use std::collections::BTreeMap;

use serde::{Deserialize, Serialize};
use serde_json::Value;

use crate::context::{SessionConfig, TimingContext};
use crate::error::{QuantizerError, Result};
use crate::pattern::{DEFAULT_MIDI_NOTE, Event, Pattern};
use crate::units::{midi_to_freq, midi_to_mag};

/// Velocity used when a score leaves it unspecified.
pub const DEFAULT_VELOCITY: f64 = 127.0;

// ── Voice Configuration ─────────────────────────────────────

/// ADSR times in seconds, sustain as a linear level.
#[derive(Debug, Clone, Copy, PartialEq, Serialize, Deserialize)]
#[serde(default)]
pub struct AdsrConfig {
    pub attack: f64,
    pub decay: f64,
    pub sustain: f64,
    pub release: f64,
}

impl Default for AdsrConfig {
    fn default() -> Self {
        AdsrConfig {
            attack: 0.01,
            decay: 0.1,
            sustain: 0.5,
            release: 1.0,
        }
    }
}

/// One entry of a voice's effect chain.
#[derive(Debug, Clone, PartialEq, Serialize, Deserialize)]
#[serde(tag = "kind", rename_all = "lowercase")]
pub enum FilterConfig {
    Sinc {
        cutoff: f64,
        #[serde(default = "default_bandwidth")]
        bandwidth: f64,
        #[serde(default = "default_mode")]
        mode: String,
    },
    Butterworth {
        cutoff: f64,
        #[serde(default = "default_order")]
        order: usize,
        #[serde(default = "default_mode")]
        mode: String,
    },
}

fn default_bandwidth() -> f64 {
    440.0
}

fn default_order() -> usize {
    4
}

fn default_mode() -> String {
    "lp".to_string()
}

/// How one pattern is played: wavetable, envelope, tuning, level, effects.
#[derive(Debug, Clone, PartialEq, Serialize, Deserialize)]
#[serde(default)]
pub struct VoiceConfig {
    /// Name of the pattern to play.
    pub pattern: String,
    /// Wavetable name: "sine", "square", "saw", "triangle" or "noise".
    pub wavetable: String,
    pub adsr: AdsrConfig,
    /// Detune in cents.
    pub detune: f64,
    /// Line level in dB.
    pub line_level: f64,
    pub filters: Vec<FilterConfig>,
}

impl Default for VoiceConfig {
    fn default() -> Self {
        VoiceConfig {
            pattern: String::new(),
            wavetable: "sine".to_string(),
            adsr: AdsrConfig::default(),
            detune: 0.0,
            line_level: 0.0,
            filters: Vec::new(),
        }
    }
}

// ── Score Document ──────────────────────────────────────────

/// A complete piece: session timing, named patterns, and the voices that
/// play them.
#[derive(Debug, Clone, PartialEq, Default, Serialize, Deserialize)]
#[serde(default)]
pub struct ScoreDocument {
    pub session: SessionConfig,
    /// Pattern name → event spec, or list of event specs.
    pub patterns: serde_json::Map<String, Value>,
    pub voices: Vec<VoiceConfig>,
    /// Master level in dB.
    pub master_level: f64,
}

impl ScoreDocument {
    pub fn from_json(source: &str) -> Result<Self> {
        Ok(serde_json::from_str(source)?)
    }

    /// Parse every pattern against `ctx`.
    pub fn patterns(&self, ctx: &TimingContext) -> Result<BTreeMap<String, Pattern>> {
        parse_table(ctx, &self.patterns)
    }
}

// ── Event Specs ─────────────────────────────────────────────

/// Parse a whole pattern table: an object mapping names to event specs.
pub fn parse_patterns(ctx: &TimingContext, table: &Value) -> Result<BTreeMap<String, Pattern>> {
    let Value::Object(map) = table else {
        return Err(QuantizerError::Score(
            "pattern table must be an object of name → events".to_string(),
        ));
    };
    parse_table(ctx, map)
}

fn parse_table(
    ctx: &TimingContext,
    table: &serde_json::Map<String, Value>,
) -> Result<BTreeMap<String, Pattern>> {
    table
        .iter()
        .map(|(name, spec)| Ok((name.clone(), parse_pattern(ctx, name, spec)?)))
        .collect()
}

/// One named pattern. `spec` is either a single event spec (an array of
/// scalars, possibly empty) or an array of event specs.
pub fn parse_pattern(ctx: &TimingContext, name: &str, spec: &Value) -> Result<Pattern> {
    let Value::Array(items) = spec else {
        return Err(QuantizerError::Score(format!(
            "pattern '{name}' must be an array"
        )));
    };
    let mut pattern = Pattern::new(name);
    match items.first() {
        Some(Value::Array(_)) => {
            for item in items {
                let Value::Array(fields) = item else {
                    return Err(QuantizerError::Score(format!(
                        "pattern '{name}' mixes events and scalars"
                    )));
                };
                pattern.append(parse_event_spec(ctx, fields)?);
            }
        }
        _ => pattern.append(parse_event_spec(ctx, items)?),
    }
    Ok(pattern)
}

/// Build one event from its score fields `[beats, pitch, velocity, cc...]`.
///
/// Fewer than three fields make a rest: none at all lasts one beat, otherwise
/// the first field is its length in beats. A pitch or velocity containing
/// `-` falls back to MIDI note 36 or velocity 127.
pub fn parse_event_spec(ctx: &TimingContext, fields: &[Value]) -> Result<Event> {
    let text: Vec<String> = fields.iter().map(field_text).collect::<Result<_>>()?;

    if text.len() < 3 {
        let beats = match text.first() {
            Some(b) => parse_number(b)?,
            None => 1.0,
        };
        return Ok(Event::rest(ctx.beats_to_samples(beats)));
    }

    let beats = parse_number(&text[0])?;
    let pitch = if text[1].contains('-') {
        DEFAULT_MIDI_NOTE
    } else {
        parse_number(&text[1])?
    };
    let velocity = if text[2].contains('-') {
        DEFAULT_VELOCITY
    } else {
        parse_number(&text[2])?
    };
    let cc = text[3..]
        .iter()
        .map(|s| parse_number(s))
        .collect::<Result<Vec<_>>>()?;

    Ok(Event::note(ctx.beats_to_samples(beats), midi_to_freq(pitch), midi_to_mag(velocity)).with_cc(cc))
}

fn field_text(v: &Value) -> Result<String> {
    match v {
        Value::String(s) => Ok(s.clone()),
        Value::Number(n) => Ok(n.to_string()),
        other => Err(QuantizerError::Score(format!(
            "event fields must be strings or numbers, got {other}"
        ))),
    }
}

fn parse_number(s: &str) -> Result<f64> {
    s.trim()
        .parse::<f64>()
        .map_err(|_| QuantizerError::Score(format!("'{s}' is not a number")))
}

#[cfg(test)]
mod tests {
    use super::*;
    use assert_approx_eq::assert_approx_eq;
    use serde_json::json;

    fn ctx() -> TimingContext {
        TimingContext::from_beats(16.0, 120.0, 44100).unwrap()
    }

    fn event(spec: Value) -> Result<Event> {
        let Value::Array(fields) = spec else { panic!("not an array") };
        parse_event_spec(&ctx(), &fields)
    }

    #[test]
    fn empty_spec_is_a_one_beat_rest() {
        let e = event(json!([])).unwrap();
        assert!(e.idle);
        assert_eq!(e.samples, 22050);
    }

    #[test]
    fn one_or_two_fields_are_rests() {
        let e = event(json!(["2"])).unwrap();
        assert!(e.idle);
        assert_eq!(e.samples, 44100);

        let e = event(json!(["0.5", "60"])).unwrap();
        assert!(e.idle);
        assert_eq!(e.samples, 11025);
    }

    #[test]
    fn three_fields_are_a_note() {
        let e = event(json!(["1", "69", "127"])).unwrap();
        assert!(!e.idle);
        assert_eq!(e.samples, 22050);
        assert_approx_eq!(e.frequency, 440.0);
        assert_approx_eq!(e.amplitude, 1.0);
        assert!(e.cc.is_empty());
    }

    #[test]
    fn dashes_select_defaults() {
        let e = event(json!(["1", "-", "-"])).unwrap();
        assert_approx_eq!(e.frequency, midi_to_freq(36.0));
        assert_approx_eq!(e.amplitude, 1.0);

        let e = event(json!(["1", "-", "63.5"])).unwrap();
        assert_approx_eq!(e.frequency, midi_to_freq(36.0));
        assert_approx_eq!(e.amplitude, 0.5);

        let e = event(json!(["1", "81", "-"])).unwrap();
        assert_approx_eq!(e.frequency, 880.0);
        assert_approx_eq!(e.amplitude, 1.0);
    }

    #[test]
    fn extra_fields_become_cc() {
        let e = event(json!([1, 60, 100, "0.25", 7])).unwrap();
        assert_eq!(e.cc, vec![0.25, 7.0]);
        assert_approx_eq!(e.amplitude, 100.0 / 127.0);
    }

    #[test]
    fn bad_numbers_are_reported() {
        assert!(matches!(event(json!(["x"])), Err(QuantizerError::Score(_))));
        assert!(matches!(event(json!(["1", "60", "loud"])), Err(QuantizerError::Score(_))));
        assert!(matches!(event(json!([true])), Err(QuantizerError::Score(_))));
    }

    #[test]
    fn pattern_table_accepts_single_and_multiple_events() {
        let table = json!({
            "kick": ["1", "36", "127"],
            "rest": [],
            "bass": [["1", "36", "100"], ["1"], ["2", "43", "-"]]
        });
        let patterns = parse_patterns(&ctx(), &table).unwrap();
        assert_eq!(patterns["kick"].len(), 1);
        assert!(patterns["rest"].events[0].idle);
        assert_eq!(patterns["bass"].len(), 3);
        assert_eq!(patterns["bass"].name, "bass");
        assert_eq!(patterns["bass"].duration(), 22050 * 4);
    }

    #[test]
    fn document_defaults() {
        let doc = ScoreDocument::from_json(
            r#"{"patterns": {"a": ["1"]}, "voices": [{"pattern": "a"}]}"#,
        )
        .unwrap();
        assert_eq!(doc.session, SessionConfig::default());
        assert_eq!(doc.voices[0].wavetable, "sine");
        assert_eq!(doc.voices[0].adsr, AdsrConfig::default());
        assert_eq!(doc.master_level, 0.0);
    }

    #[test]
    fn filter_configs_are_tagged() {
        let doc = ScoreDocument::from_json(
            r#"{"voices": [{"pattern": "a", "filters": [
                {"kind": "sinc", "cutoff": 2000, "bandwidth": 400, "mode": "hp"},
                {"kind": "butterworth", "cutoff": 800}
            ]}]}"#,
        )
        .unwrap();
        assert_eq!(
            doc.voices[0].filters,
            vec![
                FilterConfig::Sinc { cutoff: 2000.0, bandwidth: 400.0, mode: "hp".to_string() },
                FilterConfig::Butterworth { cutoff: 800.0, order: 4, mode: "lp".to_string() },
            ]
        );
    }
}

☆ ☆ ☆ ☆ ☆

## TASK BRIEF
Output each line of the records above exactly, beginning at the first, and stop once the line containing "voice's effect chain." has been output.

## SOLVED PROBLEM
use std::collections::BTreeMap;

use serde::{Deserialize, Serialize};
use serde_json::Value;

use crate::context::{SessionConfig, TimingContext};
use crate::error::{QuantizerError, Result};
use crate::pattern::{DEFAULT_MIDI_NOTE, Event, Pattern};
use crate::units::{midi_to_freq, midi_to_mag};

/// Velocity used when a score leaves it unspecified.
pub const DEFAULT_VELOCITY: f64 = 127.0;

// ── Voice Configuration ─────────────────────────────────────

/// ADSR times in seconds, sustain as a linear level.
#[derive(Debug, Clone, Copy, PartialEq, Serialize, Deserialize)]
#[serde(default)]
pub struct AdsrConfig {
    pub attack: f64,
    pub decay: f64,
    pub sustain: f64,
    pub release: f64,
}

impl Default for AdsrConfig {
    fn default() -> Self {
        AdsrConfig {
            attack: 0.01,
            decay: 0.1,
            sustain: 0.5,
            release: 1.0,
        }
    }
}

/// One entry of a voice's effect chain.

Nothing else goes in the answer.